MSNBC – Craig Melvin interview, live from 2:30-3:00 EST on 11/24/13

Employers interested in improving the heath of their employees and reducing health care costs have focused on obesity. Yet, employer encouragement of a healthy diet and a more active lifestyle can lead to health privacy violations and coercion by assessing financial penalties for employees who fail to participate or make progress.

Staff Honored for Outstanding Performance

On November 18, Rebecca Wenning, administrative associate at the Brandeis School of Law, received an Outstanding Performance Award for staff.  She was presented with a plaque and a check for $1,000 from President Ramsey and Provost Willihnganz at a reception at Amelia Place.

Wenning provides administrative support for the law school’s faculty, deans, staff and students. In that role, she supervises one employee and a research assistant in daily operations to provide exceptional customer service, produce accurate materials and effectively meet desired timelines. Wenning is the quintessential team player and always is willing to take on additional tasks that are not part of her job duties. She makes time to volunteer and is heavily involved in the UofL Cares campaign as well as Lawlapalooza, the legal community's annual “Battle of the Bands” fundraiser, and other events at the law school. Wenning always looks for ways to improve not only her skills but also the law school.

Simone Beach, Assistant Director of the Law Clinic, was one of three staff members who received an honorable mention.

Professor Trucios-Haynes to Appear on KET to Discuss ENDA

The Employment Non-Discrimination Act, if enacted by Congress, would prohibit employment discrimination on the basis of sexual orientation and gender identity.  ENDA was approved by the United States Senate on November 7 and is currently being considered in the House of Representatives.  

On Monday, November 25 at 8 PM, Professor Enid Trucios-Haynes, who is currently the president of the ACLU of Kentucky will be one of several individuals discussing its impact.  Other guests will be Martin Cothran, senior policy analyst for The Family Foundation of Kentucky;  Chris Hartman, director of the Fairness Campaign; and Richard Nelson, executive director of the Commonwealth Policy Center. 

Kentucky Tonight programs are archived online, made available via podcast, and rebroadcast on KET, KET KY, and radio. Archived programs, information about podcasts, and broadcast schedules are available at Kentucky Tonight.

Brandeis School of Law Hosts the ABA Regional Negotiation Competition

Forty competitors from law schools throughout the South and Midwest traveled to Louisville the weekend of November 9–10 to compete in an ABA Regional Negotiation Competition, hosted by the Brandeis School of Law.

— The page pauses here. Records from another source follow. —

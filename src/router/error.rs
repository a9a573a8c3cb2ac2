use std::any::Any;
use std::time::Duration;

use thiserror::Error;

/// Boxed error type handlers return, so `?` works on any error.
pub type BoxError = Box<dyn std::error::Error + Send + Sync>;

/// A failure while producing a body: in a route handler, the not-found hook,
/// or the error hook itself.
#[derive(Debug, Error)]
pub enum HandlerError {
    #[error("handler failed: {0}")]
    Failed(#[source] BoxError),

    #[error("handler panicked: {0}")]
    Panicked(String),

    #[error("handler timed out after {0:?}")]
    TimedOut(Duration),
}

impl HandlerError {
    pub(crate) fn from_panic(payload: Box<dyn Any + Send>) -> Self {
        let message = if let Some(s) = payload.downcast_ref::<&'static str>() {
            (*s).to_owned()
        } else if let Some(s) = payload.downcast_ref::<String>() {
            s.clone()
        } else {
            "non-string panic payload".to_owned()
        };
        Self::Panicked(message)
    }
}

impl From<BoxError> for HandlerError {
    fn from(source: BoxError) -> Self {
        Self::Failed(source)
    }
}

Tulane University School of Law boasted the best results, as Team L from its law school took home first place, while Team F from Tulane finished in fourth place. Team J from Cumberland Law School at Samford University and Team D from the University of Mississippi College of Law finished in second and third place, respectively.

“I will say that the competitors always impress me in that they have developed relatively effective negotiation skills quickly. They usually only have three to four weeks to prepare for the regionals,” said UofL Law Professor and the Boehl Chair in Property and Land Use Tony Arnold, who served as the Regional Competition Administrator, the main organizer and administrator of the competition at the Brandeis School of Law. “But I always see negotiating methods that any good negotiator would emulate.”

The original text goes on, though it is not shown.